4.4.2. Islanded Operation
It can be observed from
Figure 7 that, for 19 of 24 possible islanding hours, distributed generation and ESS discharge along with EVs’ ancillary service can satisfy all the base load demand. During 0:00–7:00, 22:00–24:00 when WT generation is high and load is relatively light, surplus wind power can also meet EVs’ charging demand. Typically in 10:00, the available V2G capacity reaches to a maximum of 276.06 kW and fills up 96.50% of the power vacancy. Given that the ancillary service cost is much less than that of increasing the capacity of ESS, rational utilization of EVs’ ancillary service can be a cost-effective alternative for ESS in islanded operation.
4.5. Reliability Analysis
The power supply reliability of the DEP scheme is verified by the simulation results of the microgrid. The simulations are carried out in S-2 and S-3 with annual load data, wind speed and solar radiation power of a region from the National Renewable Energy Laboratory (NREL). Power demands from the microgrid to the utility grid throughout the year are depicted in
Figure 8. It is obvious that consideration of coordinated charge and discharge of EVs (S-3) can effectively reduce the reserve capacity and the dependence of the microgrid on the utility grid. The simulation results show that there are 8740 hours in S-3, 99.77% of the total year, which meet the constraint of interaction power between the microgrid and the utility grid, less than 500 kW in connected operation. By contrast, only 7542 hours in S-2, 86.09% of the total year, meet this constraint. In islanded operation, period 95.33% of possible islanding hours in S-3 is reliable in power supply when IPSP
req = 90%. Therefore, in a sense, the proposed DEP scheme can ensure the reliability of the power supply.
4.6. Sensitivity Analysis
In the former sections, we assume that all EV users are willing to provide ancillary services due to the high paybacks. However, this may not be practical for EV users with mileage anxiety. In order to further study the influence of V2G capacity on DEP, simulations are carried out in S-3 with linearly increasing participating rate of EVs. Cost related results are depicted in
Figure 9. In general, the daily comprehensive cost of DEP rises with the decrease of EVs’ participating rate. It is conceivable that more DGs and ESS are planned to cope with power shortage in islanded operation when an increasing number of EV users refuse to provide delay charging and discharging services.
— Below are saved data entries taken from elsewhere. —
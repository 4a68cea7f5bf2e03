//! `HttpClient` against a local mock of the Figma REST API.

use figma_colors::api::{ApiError, FigmaApi, HttpClient, TOKEN_HEADER};
use serde_json::json;
use wiremock::{
  matchers::{header, method, path},
  Mock, MockServer, ResponseTemplate,
};

const TOKEN: &str = "5856-test-token";

/// The blocking client owns its own runtime, so it runs off the test's async threads.
async fn blocking<T, F>(f: F) -> T
where
  T: Send + 'static,
  F: FnOnce() -> T + Send + 'static
{
  tokio::task::spawn_blocking(f).await.unwrap()
}

async fn mock_get(server: &MockServer, route: &str, response: ResponseTemplate) {
  Mock::given(method("GET"))
    .and(path(route))
    .and(header(TOKEN_HEADER, TOKEN))
    .respond_with(response)
    .expect(1)
    .mount(server)
    .await;
}

#[tokio::test(flavor = "multi_thread")]
async fn lists_projects_with_the_token_header() {
  let server = MockServer::start().await;
  mock_get(&server, "/v1/teams/T1/projects", ResponseTemplate::new(200).set_body_json(json!({
    "name": "Team",
    "projects": [{ "id": "2", "name": "Web" }, { "id": "1", "name": "App" }]
  }))).await;

  let uri = server.uri();
  let projects = blocking(move || HttpClient::new(&uri).unwrap().list_projects("T1", TOKEN)).await.unwrap();

  let names: Vec<&str> = projects.iter().map(|p| p.name.as_str()).collect();
  assert_eq!(names, ["Web", "App"]);
  assert_eq!(projects[0].id, "2");
}

#[tokio::test(flavor = "multi_thread")]
async fn lists_files_of_a_project() {
  let server = MockServer::start().await;
  mock_get(&server, "/v1/projects/P1/files", ResponseTemplate::new(200).set_body_json(json!({
    "name": "Design System",
    "files": [{ "key": "k1", "name": "Colors", "thumbnail_url": "https://x", "last_modified": "2024-01-01T00:00:00Z" }]
  }))).await;

  let uri = server.uri();
  let files = blocking(move || HttpClient::new(&uri).unwrap().list_files("P1", TOKEN)).await.unwrap();

  assert_eq!(files.len(), 1);
  assert_eq!(files[0].key, "k1");
  assert_eq!(files[0].name, "Colors");
}

#[tokio::test(flavor = "multi_thread")]
async fn fetches_the_raw_document_in_response_order() {
  let server = MockServer::start().await;
  let body = r#"{"styles":{"Z":{"name":"Last","styleType":"FILL"},"A":{"name":"First","styleType":"FILL"}},"document":{"children":[]}}"#;
  mock_get(&server, "/v1/files/K1", ResponseTemplate::new(200).set_body_string(body)).await;

  let uri = server.uri();
  let doc = blocking(move || HttpClient::new(&uri).unwrap().get_file("K1", TOKEN)).await.unwrap();

  let ids: Vec<&String> = doc["styles"].as_object().unwrap().keys().collect();
  assert_eq!(ids, ["Z", "A"]);
}

#[tokio::test(flavor = "multi_thread")]
async fn error_statuses_keep_code_and_body() {
  let server = MockServer::start().await;
  mock_get(&server, "/v1/teams/T1/projects", ResponseTemplate::new(403)
    .set_body_string(r#"{"status":403,"err":"Invalid token"}"#)).await;

  let uri = server.uri();
  let err = blocking(move || HttpClient::new(&uri).unwrap().list_projects("T1", TOKEN)).await.unwrap_err();

  match err {
    ApiError::Status { url, status, body } => {
      assert!(url.ends_with("/v1/teams/T1/projects"));
      assert_eq!(status, 403);
      assert!(body.contains("Invalid token"));
    }
    other => panic!("expected a status error, got {other:?}")
  }
}

#[tokio::test(flavor = "multi_thread")]
async fn malformed_bodies_are_decode_errors() {
  let server = MockServer::start().await;
  mock_get(&server, "/v1/projects/P1/files", ResponseTemplate::new(200).set_body_string("<html>oops</html>")).await;

  let uri = server.uri();
  let err = blocking(move || HttpClient::new(&uri).unwrap().list_files("P1", TOKEN)).await.unwrap_err();

  assert!(matches!(err, ApiError::Decode { .. }), "{err:?}");
}

#[tokio::test(flavor = "multi_thread")]
async fn unreachable_servers_are_transport_errors() {
  let err = blocking(|| HttpClient::new("http://127.0.0.1:9").unwrap().get_file("K1", TOKEN)).await.unwrap_err();

  assert!(matches!(err, ApiError::Transport { .. }), "{err:?}");
}
/// Turns a Figma style name such as `Brand/Primary 500` into a CSS custom
/// property key (`--brand-primary-500`).
pub fn css_property_name(style_name: &str) -> String {
  let body = style_name
    .split(|ch: char| ch == '.' || ch == '/' || ch.is_whitespace())
    .map(normalize_segment)
    .filter(|segment| !segment.is_empty())
    .collect::<Vec<_>>()
    .join("-");

  format!("--{body}")
}

fn normalize_segment(s: &str) -> String {
  let mut out = String::new();
  let mut prev_was_lower_or_digit = false;

  for ch in s.chars() {
    if ch.is_alphanumeric() {
      if ch.is_uppercase() && prev_was_lower_or_digit && !out.ends_with('-') {
        out.push('-');
      }
      out.extend(ch.to_lowercase());
      prev_was_lower_or_digit = !ch.is_uppercase();
    } else {
      if !out.ends_with('-') {
        out.push('-');
      }
      prev_was_lower_or_digit = false;
    }
  }

  out.trim_matches('-').to_string()
}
It should also be noted that when no EV provides ancillary services, the comprehensive cost of the planning scheme in S-3 (9201.49 Yuan) is still 117.23 Yuan less than that of S-2, proving the positive impact of EVs’ coordinated management on DEP.
Although a microgrid with high EV penetration is considered in this paper, it can be concluded that as long as there is an EV which responds to the dispatch of the microgrid and participates in ancillary services, the proposed strategy was validated. This is because the load curve is smoothed and the ESS capacity is reduced by EVs’ coordinated management.